Effect size adjustments
For studies that reported effect sizes divided between groups of participants (i.e., beginning and advanced, boys and girls), I used the weighted average of all participants as the cumulative effect size. To accommodate skewed sampling distributions from studies with small sample sizes, all correlation coefficients were transformed into Fisher’s z values and then back into Pearson’s r upon completion of the analysis (Glass & Hopkins, 1996). Since mean change effect sizes (gchange) are also influenced by small samples, studies with fewer than 20 participants were adjusted (Card, 2012; Hedges & Olkin, 1985; Lipsey & Wilson, 2001).
Artifact correction
Artifact correction is a technique used to improve the precision of effect sizes. The general equation for artifact corrections is ES adjusted = ES observed / α such that ES adjusted is the adjusted (corrected) effect size, ES observed is the observed (uncorrected) effect size, and α is the total correction for all study artifacts (Card, 2012, p. 130).
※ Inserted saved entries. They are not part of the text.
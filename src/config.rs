//! Configuration management for Ink Studio server

use config::{Config, ConfigError, Environment, File};
use serde::Deserialize;
use std::env;

#[derive(Debug, Deserialize, Clone)]
pub struct ServerConfig {
    pub host: String,
    pub port: u16,
}

/// Durable storage settings. Without a `url` the server runs in demo mode
/// on the in-memory store.
#[derive(Debug, Deserialize, Clone)]
pub struct DatabaseConfig {
    pub url: Option<String>,
    pub max_connections: u32,
    pub min_connections: u32,
}

#[derive(Debug, Deserialize, Clone)]
pub struct AdminConfig {
    /// Shared admin password for the dashboard
    pub password: String,
    pub jwt_secret: String,
    pub jwt_expiration_hours: u64,
}

#[derive(Debug, Deserialize, Clone)]
pub struct LoggingConfig {
    pub level: String,
    /// `pretty` or `json`
    pub format: String,
}

#[derive(Debug, Deserialize, Clone)]
pub struct EmailConfig {
    /// When false, notifications are only written to the log
    pub enabled: bool,
    pub smtp_host: String,
    pub smtp_port: u16,
    pub smtp_username: Option<String>,
    pub smtp_password: Option<String>,
    pub smtp_from: String,
    pub smtp_from_name: Option<String>,
    pub smtp_use_tls: bool,
    /// Studio mailbox receiving new booking notifications
    pub notify_to: String,
}

#[derive(Debug, Deserialize, Clone)]
pub struct UploadsConfig {
    /// Directory where gallery images are written
    pub dir: String,
    /// URL prefix the directory is served under
    pub public_path: String,
    pub max_bytes: usize,
}

#[derive(Debug, Deserialize, Clone)]
pub struct AppConfig {
    #[serde(default)]
    pub server: ServerConfig,
    #[serde(default)]
    pub database: DatabaseConfig,
    #[serde(default)]
    pub admin: AdminConfig,
    #[serde(default)]
    pub logging: LoggingConfig,
    #[serde(default)]
    pub email: EmailConfig,
    #[serde(default)]
    pub uploads: UploadsConfig,
}

impl AppConfig {
    /// Load configuration from files and environment variables
    pub fn load() -> Result<Self, ConfigError> {
        let run_mode = env::var("RUN_MODE").unwrap_or_else(|_| "development".into());

        let config = Config::builder()
            // Start with default configuration
            .add_source(File::with_name("config/default").required(false))
            // Layer on the environment-specific file
            .add_source(File::with_name(&format!("config/{}", run_mode)).required(false))
            // Add environment variables (e.g. STUDIO_SERVER__PORT=9000)
            .add_source(
                Environment::with_prefix("STUDIO")
                    .prefix_separator("_")
                    .separator("__")
                    .try_parsing(true),
            )
            .set_override_option("database.url", env::var("DATABASE_URL").ok())?
            .set_override_option("admin.password", env::var("ADMIN_PASSWORD").ok())?
            .set_override_option("admin.jwt_secret", env::var("JWT_SECRET").ok())?
            .build()?;

        config.try_deserialize()
    }

    /// True when no durable backend is configured
    pub fn is_demo(&self) -> bool {
        self.database
            .url
            .as_deref()
            .map_or(true, |url| url.trim().is_empty())
    }
}

impl Default for AppConfig {
    fn default() -> Self {
        Self {
            server: ServerConfig::default(),
            database: DatabaseConfig::default(),
            admin: AdminConfig::default(),
            logging: LoggingConfig::default(),
            email: EmailConfig::default(),
            uploads: UploadsConfig::default(),
        }
    }
}

impl Default for ServerConfig {
    fn default() -> Self {
        Self {
            host: "0.0.0.0".to_string(),
            port: 8080,
        }
    }
}

impl Default for DatabaseConfig {
    fn default() -> Self {
        Self {
            url: None,
            max_connections: 10,
            min_connections: 1,
        }
    }
}

impl Default for AdminConfig {
    fn default() -> Self {
        Self {
            password: "admin123".to_string(),
            jwt_secret: "change-this-secret-in-production".to_string(),
            jwt_expiration_hours: 12,
        }
    }
}

impl Default for LoggingConfig {
    fn default() -> Self {
        Self {
            level: "info".to_string(),
            format: "pretty".to_string(),
        }
    }
}

impl Default for EmailConfig {
    fn default() -> Self {
        Self {
            enabled: false,
            smtp_host: "localhost".to_string(),
            smtp_port: 587,
            smtp_username: None,
            smtp_password: None,
            smtp_from: "noreply@inkstudio.example".to_string(),
            smtp_from_name: Some("Ink Studio".to_string()),
            smtp_use_tls: true,
            notify_to: "artist@inkstudio.example".to_string(),
        }
    }
}

impl Default for UploadsConfig {
    fn default() -> Self {
        Self {
            dir: "uploads".to_string(),
            public_path: "/uploads".to_string(),
            max_bytes: 10 * 1024 * 1024,
        }
    }
}

#[cfg(test)]
mod tests {
    use super::*;

    #[test]
    fn test_demo_mode_without_database_url() {
        let mut config = AppConfig::default();
        assert!(config.is_demo());

        config.database.url = Some("  ".to_string());
        assert!(config.is_demo());

        config.database.url = Some("postgres://studio@localhost/studio".to_string());
        assert!(!config.is_demo());
    }
}
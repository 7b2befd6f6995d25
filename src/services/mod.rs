//! Business logic services

pub mod appointments;
pub mod auth;
pub mod availability;
pub mod booking;
pub mod content;
pub mod email;
pub mod gallery;
pub mod schedules;
pub mod uploads;

use std::sync::Arc;

use crate::{config::AppConfig, repository::Repository};

/// Container for all services
#[derive(Clone)]
pub struct Services {
    pub auth: auth::AuthService,
    pub schedules: schedules::SchedulesService,
    pub appointments: appointments::AppointmentsService,
    pub booking: booking::BookingService,
    pub gallery: gallery::GalleryService,
    pub content: content::ContentService,
    repository: Repository,
}

impl Services {
    /// Create all services over the given repository
    pub fn new(
        repository: Repository,
        config: &AppConfig,
        notifier: Arc<dyn email::Notifier>,
        blobs: Arc<dyn uploads::BlobStore>,
    ) -> Self {
        let schedules = schedules::SchedulesService::new(repository.clone());
        let appointments = appointments::AppointmentsService::new(
            repository.clone(),
            schedules.clone(),
            notifier,
            config.email.notify_to.clone(),
        );

        Self {
            auth: auth::AuthService::new(config.admin.clone()),
            booking: booking::BookingService::new(schedules.clone(), appointments.clone()),
            gallery: gallery::GalleryService::new(repository.clone(), blobs, config.uploads.max_bytes),
            content: content::ContentService::new(repository.clone()),
            schedules,
            appointments,
            repository,
        }
    }

    /// Build the services from configuration alone (SMTP or log notifier, disk uploads)
    pub fn from_config(repository: Repository, config: &AppConfig) -> Self {
        Self::new(
            repository,
            config,
            email::notifier_from_config(&config.email),
            Arc::new(uploads::DiskBlobStore::new(&config.uploads)),
        )
    }

    /// Readiness probe against the persistence backend
    pub async fn ping_store(&self) -> crate::error::AppResult<()> {
        self.repository.store().ping().await
    }
}
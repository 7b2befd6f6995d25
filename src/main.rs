//! Ink Studio Server
//!
//! Booking, gallery and admin REST API for a tattoo and art studio.

use std::{net::SocketAddr, sync::Arc};

use anyhow::Context;
use sqlx::postgres::PgPoolOptions;
use tracing_subscriber::{layer::SubscriberExt, util::SubscriberInitExt};

use ink_studio_server::{
    config::AppConfig,
    create_router,
    repository::{
        memory::{seed_demo_data, MemoryDocumentStore},
        postgres::PgDocumentStore,
        DocumentStore, Repository,
    },
    services::Services,
    AppState,
};

#[tokio::main]
async fn main() -> anyhow::Result<()> {
    // Load environment variables from .env file
    dotenvy::dotenv().ok();

    // Load configuration
    let config = AppConfig::load().context("Failed to load configuration")?;

    // Initialize tracing
    let filter = tracing_subscriber::EnvFilter::try_from_default_env()
        .unwrap_or_else(|_| format!("ink_studio_server={},tower_http=debug", config.logging.level).into());

    let registry = tracing_subscriber::registry().with(filter);
    if config.logging.format == "json" {
        registry.with(tracing_subscriber::fmt::layer().json()).init();
    } else {
        registry.with(tracing_subscriber::fmt::layer()).init();
    }

    tracing::info!("Starting Ink Studio Server v{}", env!("CARGO_PKG_VERSION"));

    // Pick the persistence backend once
    let store: Arc<dyn DocumentStore> = match config.database.url.as_deref() {
        Some(url) if !config.is_demo() => {
            let pool = PgPoolOptions::new()
                .max_connections(config.database.max_connections)
                .min_connections(config.database.min_connections)
                .connect(url)
                .await
                .context("Failed to connect to database")?;

            tracing::info!("Connected to database");

            sqlx::migrate!("./migrations")
                .run(&pool)
                .await
                .context("Failed to run database migrations")?;

            tracing::info!("Database migrations completed");
            Arc::new(PgDocumentStore::new(pool))
        }
        _ => {
            tracing::warn!("No database configured, running in demo mode (data is lost on restart)");
            Arc::new(MemoryDocumentStore::new())
        }
    };

    let repository = Repository::new(store);
    if config.is_demo() {
        seed_demo_data(&repository)
            .await
            .context("Failed to seed demo data")?;
    }

    // Save server address before moving config
    let server_host = config.server.host.clone();
    let server_port = config.server.port;

    let services = Services::from_config(repository, &config);

    // Create application state
    let state = AppState {
        config: Arc::new(config),
        services: Arc::new(services),
    };

    // Build router
    let app = create_router(state);

    // Start server
    let addr = SocketAddr::new(
        server_host.parse().context("Invalid host address")?,
        server_port,
    );

    tracing::info!("Server listening on http://{}", addr);

    let listener = tokio::net::TcpListener::bind(addr).await?;
    axum::serve(listener, app).await?;

    Ok(())
}
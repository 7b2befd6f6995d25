//! Health check endpoints

use axum::{extract::State, Json};
use serde::Serialize;
use utoipa::ToSchema;

use crate::{error::AppResult, AppState};

#[derive(Serialize, ToSchema)]
pub struct HealthResponse {
    /// Current status of the service
    pub status: String,
    /// Version of the service
    pub version: String,
    /// `demo` (in-memory) or `postgres`
    pub storage: String,
}

fn response(state: &AppState, status: &str) -> HealthResponse {
    HealthResponse {
        status: status.to_string(),
        version: env!("CARGO_PKG_VERSION").to_string(),
        storage: if state.config.is_demo() { "demo" } else { "postgres" }.to_string(),
    }
}

/// Health check endpoint
#[utoipa::path(
    get,
    path = "/health",
    tag = "health",
    responses(
        (status = 200, description = "Service is healthy", body = HealthResponse)
    )
)]
pub async fn health_check(State(state): State<AppState>) -> Json<HealthResponse> {
    Json(response(&state, "healthy"))
}

/// Readiness check endpoint (pings the document store)
#[utoipa::path(
    get,
    path = "/ready",
    tag = "health",
    responses(
        (status = 200, description = "Service is ready", body = HealthResponse),
        (status = 500, description = "Store unreachable", body = crate::error::ErrorResponse)
    )
)]
pub async fn readiness_check(State(state): State<AppState>) -> AppResult<Json<HealthResponse>> {
    state.services.ping_store().await?;
    Ok(Json(response(&state, "ready")))
}
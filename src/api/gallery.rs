//! Gallery endpoints

use axum::{
    extract::{Path, State},
    http::StatusCode,
    Json,
};
use axum_extra::extract::Multipart;

use crate::{
    error::{AppError, AppResult},
    models::{
        gallery::{GalleryUploadForm, ImageUpload},
        GalleryItem,
    },
    AppState,
};

use super::AdminUser;

/// Fields of a gallery multipart form
#[derive(Default)]
struct GalleryForm {
    title: Option<String>,
    image: Option<ImageUpload>,
}

async fn read_form(mut multipart: Multipart) -> AppResult<GalleryForm> {
    let mut form = GalleryForm::default();

    while let Some(field) = multipart
        .next_field()
        .await
        .map_err(|e| AppError::Validation(format!("Invalid multipart body: {}", e)))?
    {
        let name = field.name().unwrap_or("").to_string();
        match name.as_str() {
            "title" => {
                let text = field
                    .text()
                    .await
                    .map_err(|e| AppError::Validation(e.to_string()))?;
                form.title = Some(text);
            }
            "image" => {
                let file_name = field.file_name().unwrap_or("image").to_string();
                let content_type = field.content_type().map(str::to_string);
                let bytes = field
                    .bytes()
                    .await
                    .map_err(|e| AppError::Validation(e.to_string()))?;
                form.image = Some(ImageUpload {
                    file_name,
                    content_type,
                    bytes: bytes.to_vec(),
                });
            }
            _ => {}
        }
    }

    Ok(form)
}

/// List gallery items, newest first
#[utoipa::path(
    get,
    path = "/gallery",
    tag = "gallery",
    responses(
        (status = 200, description = "Gallery items", body = Vec<GalleryItem>)
    )
)]
pub async fn list_gallery(State(state): State<AppState>) -> AppResult<Json<Vec<GalleryItem>>> {
    let items = state.services.gallery.list().await?;
    Ok(Json(items))
}

/// Upload a new artwork
#[utoipa::path(
    post,
    path = "/gallery",
    tag = "gallery",
    security(("bearer_auth" = [])),
    request_body(content = GalleryUploadForm, content_type = "multipart/form-data"),
    responses(
        (status = 201, description = "Item created", body = GalleryItem),
        (status = 400, description = "Missing title or image", body = crate::error::ErrorResponse),
        (status = 413, description = "Image too large", body = crate::error::ErrorResponse)
    )
)]
pub async fn create_gallery_item(
    State(state): State<AppState>,
    _admin: AdminUser,
    multipart: Multipart,
) -> AppResult<(StatusCode, Json<GalleryItem>)> {
    let form = read_form(multipart).await?;
    let image = form
        .image
        .ok_or_else(|| AppError::Validation("image: is required".to_string()))?;

    let item = state
        .services
        .gallery
        .create(form.title.as_deref().unwrap_or(""), image)
        .await?;
    Ok((StatusCode::CREATED, Json(item)))
}

/// Rename an artwork and/or replace its image
#[utoipa::path(
    put,
    path = "/gallery/{id}",
    tag = "gallery",
    security(("bearer_auth" = [])),
    params(("id" = String, Path, description = "Gallery item ID")),
    request_body(content = GalleryUploadForm, content_type = "multipart/form-data"),
    responses(
        (status = 200, description = "Item updated", body = GalleryItem),
        (status = 404, description = "Unknown item", body = crate::error::ErrorResponse)
    )
)]
pub async fn update_gallery_item(
    State(state): State<AppState>,
    _admin: AdminUser,
    Path(id): Path<String>,
    multipart: Multipart,
) -> AppResult<Json<GalleryItem>> {
    let form = read_form(multipart).await?;
    let item = state
        .services
        .gallery
        .update(&id, form.title.as_deref(), form.image)
        .await?;
    Ok(Json(item))
}

/// Delete an artwork and its image
#[utoipa::path(
    delete,
    path = "/gallery/{id}",
    tag = "gallery",
    security(("bearer_auth" = [])),
    params(("id" = String, Path, description = "Gallery item ID")),
    responses(
        (status = 204, description = "Item deleted"),
        (status = 404, description = "Unknown item", body = crate::error::ErrorResponse)
    )
)]
pub async fn delete_gallery_item(
    State(state): State<AppState>,
    _admin: AdminUser,
    Path(id): Path<String>,
) -> AppResult<StatusCode> {
    state.services.gallery.delete(&id).await?;
    Ok(StatusCode::NO_CONTENT)
}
Unreliability and artificial dichotomization were two artifacts needing correction. Unreliability is the error generated by a measurement instrument. A correlation coefficient represents not only the correlation between constructs, but also the correlation between the unreliability and “noise” of each measure. Reliability values reported as internal consistency, interrater reliability, or test-retest reliability were used to calculate unreliability. In studies missing a reliability coefficient, I replaced the missing value with the average of the reported values. For standardized mean change effect sizes, the effect size represents the change in the construct and the change in the error. The change in error reduces the effect size, so that it is smaller than the true population effect size (Card, 2012, p. 132). The second issue, artificial dichotomization, occurs when researchers split results from a continuous variable into two groups. Hunter and Schmidt (2004) provide a calculation to transform the dichotomization back into a normal distribution (p. 36).
Multiple effect sizes
Multiple effect sizes taken from the same study violate the assumption of independence. Consequently, I computed the average effect size when multiple effects sizes were reported within the same study.
Weighting studies
All effect sizes are not equal. Effect sizes coming from studies with larger sample sizes have smaller standard errors and greater precision. They are more desirable and given greater weight. In this study, the effect sizes were multiplied by the weight (i.e., inverse squared standard error) before being aggregated (Card, 2012).
Moderators
Bandura’s (1997) theory suggests that age and form of expression (i.e., instrument type) are potential sources of heterogeneity. I reorganized the findings by age and instrument type and compared their heterogeneity value (Q) to the chi-square value and examined differences in their mean effect sizes.
Estimating the random-effects model
Card (2012) identified four steps to estimate a random-effects model: (a) estimate the heterogeneity among effect sizes (p. 234), (b) estimate the population variability among effect sizes (p. 236), (c) use this population variability to generate random-effects weights for effect sizes (p. 238), and (d) estimate a random-effects mean effect size and standard error (p. 239).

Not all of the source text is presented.